TASK BRIEF: All entries below are to be set down again, identical to the source.

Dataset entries

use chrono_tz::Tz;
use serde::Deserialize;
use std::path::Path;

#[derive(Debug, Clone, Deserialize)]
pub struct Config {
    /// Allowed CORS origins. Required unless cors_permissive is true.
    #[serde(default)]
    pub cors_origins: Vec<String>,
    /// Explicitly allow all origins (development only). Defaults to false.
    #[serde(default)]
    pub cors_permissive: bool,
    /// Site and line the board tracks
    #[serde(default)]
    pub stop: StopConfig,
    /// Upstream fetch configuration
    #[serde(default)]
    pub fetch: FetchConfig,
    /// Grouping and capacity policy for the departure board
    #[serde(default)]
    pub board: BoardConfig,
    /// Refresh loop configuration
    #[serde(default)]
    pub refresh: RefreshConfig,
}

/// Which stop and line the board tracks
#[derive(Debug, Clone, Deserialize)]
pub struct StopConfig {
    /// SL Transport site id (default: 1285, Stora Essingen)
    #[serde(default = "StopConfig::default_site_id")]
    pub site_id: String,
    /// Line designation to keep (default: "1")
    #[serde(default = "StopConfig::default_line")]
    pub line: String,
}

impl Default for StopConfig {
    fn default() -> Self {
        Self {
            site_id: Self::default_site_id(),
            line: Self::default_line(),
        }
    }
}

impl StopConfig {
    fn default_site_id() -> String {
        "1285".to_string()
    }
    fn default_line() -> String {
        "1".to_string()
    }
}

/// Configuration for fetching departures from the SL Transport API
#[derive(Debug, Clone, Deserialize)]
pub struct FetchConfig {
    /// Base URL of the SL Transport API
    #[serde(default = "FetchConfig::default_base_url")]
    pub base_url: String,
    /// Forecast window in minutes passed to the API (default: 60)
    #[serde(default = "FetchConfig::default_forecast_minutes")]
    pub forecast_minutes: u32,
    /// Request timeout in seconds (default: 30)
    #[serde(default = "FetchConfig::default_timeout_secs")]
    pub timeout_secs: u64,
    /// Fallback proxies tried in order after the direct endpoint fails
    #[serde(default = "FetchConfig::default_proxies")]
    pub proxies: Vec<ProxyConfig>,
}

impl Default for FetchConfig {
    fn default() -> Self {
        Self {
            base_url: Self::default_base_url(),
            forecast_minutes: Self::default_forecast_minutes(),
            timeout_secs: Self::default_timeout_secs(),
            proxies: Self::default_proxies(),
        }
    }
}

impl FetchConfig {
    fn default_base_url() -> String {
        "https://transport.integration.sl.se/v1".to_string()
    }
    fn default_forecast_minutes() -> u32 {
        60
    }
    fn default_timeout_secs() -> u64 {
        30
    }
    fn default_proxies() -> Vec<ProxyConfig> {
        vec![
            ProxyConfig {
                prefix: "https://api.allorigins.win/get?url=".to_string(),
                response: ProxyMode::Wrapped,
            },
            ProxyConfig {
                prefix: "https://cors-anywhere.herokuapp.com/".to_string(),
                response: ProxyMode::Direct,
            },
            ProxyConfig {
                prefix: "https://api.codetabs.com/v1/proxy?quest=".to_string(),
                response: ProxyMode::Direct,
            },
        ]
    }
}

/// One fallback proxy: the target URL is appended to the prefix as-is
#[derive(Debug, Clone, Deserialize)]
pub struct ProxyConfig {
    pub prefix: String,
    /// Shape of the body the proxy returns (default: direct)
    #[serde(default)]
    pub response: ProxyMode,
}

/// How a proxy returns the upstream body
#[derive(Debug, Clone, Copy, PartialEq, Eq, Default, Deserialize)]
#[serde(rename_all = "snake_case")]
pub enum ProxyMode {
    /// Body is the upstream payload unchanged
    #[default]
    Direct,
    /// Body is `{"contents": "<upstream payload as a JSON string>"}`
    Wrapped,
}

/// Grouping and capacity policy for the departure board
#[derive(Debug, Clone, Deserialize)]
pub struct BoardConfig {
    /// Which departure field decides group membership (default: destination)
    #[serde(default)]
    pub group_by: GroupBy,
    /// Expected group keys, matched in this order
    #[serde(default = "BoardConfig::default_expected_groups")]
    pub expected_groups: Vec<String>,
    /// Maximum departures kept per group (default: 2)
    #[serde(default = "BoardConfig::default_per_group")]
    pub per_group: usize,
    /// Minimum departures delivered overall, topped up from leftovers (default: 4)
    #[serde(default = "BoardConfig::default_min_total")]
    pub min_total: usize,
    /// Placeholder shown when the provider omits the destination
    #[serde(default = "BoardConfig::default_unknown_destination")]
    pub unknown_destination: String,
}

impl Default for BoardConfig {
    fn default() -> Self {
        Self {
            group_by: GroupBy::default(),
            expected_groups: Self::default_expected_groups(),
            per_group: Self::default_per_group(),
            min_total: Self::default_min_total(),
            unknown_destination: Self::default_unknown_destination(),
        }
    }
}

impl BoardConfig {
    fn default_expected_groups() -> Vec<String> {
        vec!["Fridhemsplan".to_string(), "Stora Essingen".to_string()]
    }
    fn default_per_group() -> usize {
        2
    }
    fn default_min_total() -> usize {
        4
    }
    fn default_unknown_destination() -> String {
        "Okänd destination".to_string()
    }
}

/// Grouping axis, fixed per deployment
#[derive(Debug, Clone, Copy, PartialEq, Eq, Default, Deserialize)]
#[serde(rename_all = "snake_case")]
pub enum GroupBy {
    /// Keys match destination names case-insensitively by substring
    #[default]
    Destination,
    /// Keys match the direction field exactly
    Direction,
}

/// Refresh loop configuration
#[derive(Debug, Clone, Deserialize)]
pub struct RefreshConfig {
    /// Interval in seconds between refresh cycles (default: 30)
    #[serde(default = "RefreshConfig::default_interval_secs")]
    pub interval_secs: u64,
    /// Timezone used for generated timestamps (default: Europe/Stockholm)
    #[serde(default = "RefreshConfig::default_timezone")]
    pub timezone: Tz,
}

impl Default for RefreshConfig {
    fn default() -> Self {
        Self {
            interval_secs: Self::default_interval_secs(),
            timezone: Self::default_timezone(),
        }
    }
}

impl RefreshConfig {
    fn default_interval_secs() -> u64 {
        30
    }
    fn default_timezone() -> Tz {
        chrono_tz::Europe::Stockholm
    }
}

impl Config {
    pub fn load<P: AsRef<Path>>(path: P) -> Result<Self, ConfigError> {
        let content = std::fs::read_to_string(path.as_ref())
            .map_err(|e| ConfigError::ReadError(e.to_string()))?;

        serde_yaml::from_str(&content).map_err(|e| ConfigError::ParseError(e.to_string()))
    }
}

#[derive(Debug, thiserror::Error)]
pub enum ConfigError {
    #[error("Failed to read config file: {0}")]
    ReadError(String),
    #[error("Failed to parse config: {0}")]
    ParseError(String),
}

ANSWER TO THIS TASK:
use chrono_tz::Tz;
use serde::Deserialize;
use std::path::Path;

#[derive(Debug, Clone, Deserialize)]
pub struct Config {
    /// Allowed CORS origins. Required unless cors_permissive is true.
    #[serde(default)]
    pub cors_origins: Vec<String>,
    /// Explicitly allow all origins (development only). Defaults to false.
    #[serde(default)]
    pub cors_permissive: bool,
    /// Site and line the board tracks
    #[serde(default)]
    pub stop: StopConfig,
    /// Upstream fetch configuration
    #[serde(default)]
    pub fetch: FetchConfig,
    /// Grouping and capacity policy for the departure board
    #[serde(default)]
    pub board: BoardConfig,
    /// Refresh loop configuration
    #[serde(default)]
    pub refresh: RefreshConfig,
}

/// Which stop and line the board tracks
#[derive(Debug, Clone, Deserialize)]
pub struct StopConfig {
    /// SL Transport site id (default: 1285, Stora Essingen)
    #[serde(default = "StopConfig::default_site_id")]
    pub site_id: String,
    /// Line designation to keep (default: "1")
    #[serde(default = "StopConfig::default_line")]
    pub line: String,
}

impl Default for StopConfig {
    fn default() -> Self {
        Self {
            site_id: Self::default_site_id(),
            line: Self::default_line(),
        }
    }
}

impl StopConfig {
    fn default_site_id() -> String {
        "1285".to_string()
    }
    fn default_line() -> String {
        "1".to_string()
    }
}

/// Configuration for fetching departures from the SL Transport API
#[derive(Debug, Clone, Deserialize)]
pub struct FetchConfig {
    /// Base URL of the SL Transport API
    #[serde(default = "FetchConfig::default_base_url")]
    pub base_url: String,
    /// Forecast window in minutes passed to the API (default: 60)
    #[serde(default = "FetchConfig::default_forecast_minutes")]
    pub forecast_minutes: u32,
    /// Request timeout in seconds (default: 30)
    #[serde(default = "FetchConfig::default_timeout_secs")]
    pub timeout_secs: u64,
    /// Fallback proxies tried in order after the direct endpoint fails
    #[serde(default = "FetchConfig::default_proxies")]
    pub proxies: Vec<ProxyConfig>,
}

impl Default for FetchConfig {
    fn default() -> Self {
        Self {
            base_url: Self::default_base_url(),
            forecast_minutes: Self::default_forecast_minutes(),
            timeout_secs: Self::default_timeout_secs(),
            proxies: Self::default_proxies(),
        }
    }
}

impl FetchConfig {
    fn default_base_url() -> String {
        "https://transport.integration.sl.se/v1".to_string()
    }
    fn default_forecast_minutes() -> u32 {
        60
    }
    fn default_timeout_secs() -> u64 {
        30
    }
    fn default_proxies() -> Vec<ProxyConfig> {
        vec![
            ProxyConfig {
                prefix: "https://api.allorigins.win/get?url=".to_string(),
                response: ProxyMode::Wrapped,
            },
            ProxyConfig {
                prefix: "https://cors-anywhere.herokuapp.com/".to_string(),
                response: ProxyMode::Direct,
            },
            ProxyConfig {
                prefix: "https://api.codetabs.com/v1/proxy?quest=".to_string(),
                response: ProxyMode::Direct,
            },
        ]
    }
}

/// One fallback proxy: the target URL is appended to the prefix as-is
#[derive(Debug, Clone, Deserialize)]
pub struct ProxyConfig {
    pub prefix: String,
    /// Shape of the body the proxy returns (default: direct)
    #[serde(default)]
    pub response: ProxyMode,
}

/// How a proxy returns the upstream body
#[derive(Debug, Clone, Copy, PartialEq, Eq, Default, Deserialize)]
#[serde(rename_all = "snake_case")]
pub enum ProxyMode {
    /// Body is the upstream payload unchanged
    #[default]
    Direct,
    /// Body is `{"contents": "<upstream payload as a JSON string>"}`
    Wrapped,
}

/// Grouping and capacity policy for the departure board
#[derive(Debug, Clone, Deserialize)]
pub struct BoardConfig {
    /// Which departure field decides group membership (default: destination)
    #[serde(default)]
    pub group_by: GroupBy,
    /// Expected group keys, matched in this order
    #[serde(default = "BoardConfig::default_expected_groups")]
    pub expected_groups: Vec<String>,
    /// Maximum departures kept per group (default: 2)
    #[serde(default = "BoardConfig::default_per_group")]
    pub per_group: usize,
    /// Minimum departures delivered overall, topped up from leftovers (default: 4)
    #[serde(default = "BoardConfig::default_min_total")]
    pub min_total: usize,
    /// Placeholder shown when the provider omits the destination
    #[serde(default = "BoardConfig::default_unknown_destination")]
    pub unknown_destination: String,
}

impl Default for BoardConfig {
    fn default() -> Self {
        Self {
            group_by: GroupBy::default(),
            expected_groups: Self::default_expected_groups(),
            per_group: Self::default_per_group(),
            min_total: Self::default_min_total(),
            unknown_destination: Self::default_unknown_destination(),
        }
    }
}

impl BoardConfig {
    fn default_expected_groups() -> Vec<String> {
        vec!["Fridhemsplan".to_string(), "Stora Essingen".to_string()]
    }
    fn default_per_group() -> usize {
        2
    }
    fn default_min_total() -> usize {
        4
    }
    fn default_unknown_destination() -> String {
        "Okänd destination".to_string()
    }
}

/// Grouping axis, fixed per deployment
#[derive(Debug, Clone, Copy, PartialEq, Eq, Default, Deserialize)]
#[serde(rename_all = "snake_case")]
pub enum GroupBy {
    /// Keys match destination names case-insensitively by substring
    #[default]
    Destination,
    /// Keys match the direction field exactly
    Direction,
}

/// Refresh loop configuration
#[derive(Debug, Clone, Deserialize)]
pub struct RefreshConfig {
    /// Interval in seconds between refresh cycles (default: 30)
    #[serde(default = "RefreshConfig::default_interval_secs")]
    pub interval_secs: u64,
    /// Timezone used for generated timestamps (default: Europe/Stockholm)
    #[serde(default = "RefreshConfig::default_timezone")]
    pub timezone: Tz,
}

impl Default for RefreshConfig {
    fn default() -> Self {
        Self {
            interval_secs: Self::default_interval_secs(),
            timezone: Self::default_timezone(),
        }
    }
}

impl RefreshConfig {
    fn default_interval_secs() -> u64 {
        30
    }
    fn default_timezone() -> Tz {
        chrono_tz::Europe::Stockholm
    }
}

impl Config {
    pub fn load<P: AsRef<Path>>(path: P) -> Result<Self, ConfigError> {
        let content = std::fs::read_to_string(path.as_ref())
            .map_err(|e| ConfigError::ReadError(e.to_string()))?;

        serde_yaml::from_str(&content).map_err(|e| ConfigError::ParseError(e.to_string()))
    }
}

#[derive(Debug, thiserror::Error)]
pub enum ConfigError {
    #[error("Failed to read config file: {0}")]
    ReadError(String),
    #[error("Failed to parse config: {0}")]
    ParseError(String),
}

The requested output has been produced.